[[ The input, beginning ]]

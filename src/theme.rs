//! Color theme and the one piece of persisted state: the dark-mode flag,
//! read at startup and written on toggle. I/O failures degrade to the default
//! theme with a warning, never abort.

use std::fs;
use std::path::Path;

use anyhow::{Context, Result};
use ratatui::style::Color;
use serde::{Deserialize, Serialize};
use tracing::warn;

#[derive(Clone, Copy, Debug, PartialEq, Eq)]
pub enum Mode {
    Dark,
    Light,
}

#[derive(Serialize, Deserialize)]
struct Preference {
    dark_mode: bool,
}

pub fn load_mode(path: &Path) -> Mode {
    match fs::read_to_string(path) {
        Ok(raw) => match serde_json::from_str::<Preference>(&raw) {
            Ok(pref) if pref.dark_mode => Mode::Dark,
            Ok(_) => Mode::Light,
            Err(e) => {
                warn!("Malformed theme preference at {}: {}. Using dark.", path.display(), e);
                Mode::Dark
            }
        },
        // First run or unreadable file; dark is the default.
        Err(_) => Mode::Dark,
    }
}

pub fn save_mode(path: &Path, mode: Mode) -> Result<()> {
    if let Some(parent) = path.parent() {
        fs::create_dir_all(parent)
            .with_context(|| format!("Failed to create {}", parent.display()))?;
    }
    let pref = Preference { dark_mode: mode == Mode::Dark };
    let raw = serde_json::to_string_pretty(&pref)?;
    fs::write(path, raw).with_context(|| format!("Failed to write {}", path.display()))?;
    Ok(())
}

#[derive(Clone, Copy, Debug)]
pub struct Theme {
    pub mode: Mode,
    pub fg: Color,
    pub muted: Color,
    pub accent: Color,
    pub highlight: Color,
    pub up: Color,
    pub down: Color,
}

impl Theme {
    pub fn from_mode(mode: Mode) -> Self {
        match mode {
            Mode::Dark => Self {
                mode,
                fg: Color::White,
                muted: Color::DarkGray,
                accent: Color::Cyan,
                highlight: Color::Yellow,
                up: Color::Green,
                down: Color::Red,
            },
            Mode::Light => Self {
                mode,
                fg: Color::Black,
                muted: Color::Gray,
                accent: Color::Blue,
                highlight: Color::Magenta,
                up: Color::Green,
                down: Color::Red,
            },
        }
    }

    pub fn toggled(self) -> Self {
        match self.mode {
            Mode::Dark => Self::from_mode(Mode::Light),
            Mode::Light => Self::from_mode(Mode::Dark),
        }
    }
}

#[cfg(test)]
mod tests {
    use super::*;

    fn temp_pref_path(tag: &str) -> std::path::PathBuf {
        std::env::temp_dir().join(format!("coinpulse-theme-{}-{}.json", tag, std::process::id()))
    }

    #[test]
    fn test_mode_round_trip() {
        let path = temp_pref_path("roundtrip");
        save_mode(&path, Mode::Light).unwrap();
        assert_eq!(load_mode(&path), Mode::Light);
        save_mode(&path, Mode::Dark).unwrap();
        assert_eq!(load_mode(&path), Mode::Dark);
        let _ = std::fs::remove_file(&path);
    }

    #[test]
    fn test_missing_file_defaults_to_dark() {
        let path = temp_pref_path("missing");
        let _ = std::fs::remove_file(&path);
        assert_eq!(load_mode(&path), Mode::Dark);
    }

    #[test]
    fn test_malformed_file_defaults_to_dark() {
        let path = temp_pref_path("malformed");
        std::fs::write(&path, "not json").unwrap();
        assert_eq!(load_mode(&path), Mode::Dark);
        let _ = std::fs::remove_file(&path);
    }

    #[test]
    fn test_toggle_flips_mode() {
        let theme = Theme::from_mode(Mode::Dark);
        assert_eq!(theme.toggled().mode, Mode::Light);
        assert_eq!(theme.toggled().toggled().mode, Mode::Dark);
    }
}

[[ The input, end ]]

= Assigned task =
When a line in the listing above holds the word "Failed", copy it.

= Solution to the exercise =
            .with_context(|| format!("Failed to create {}", parent.display()))?;
    fs::write(path, raw).with_context(|| format!("Failed to write {}", path.display()))?;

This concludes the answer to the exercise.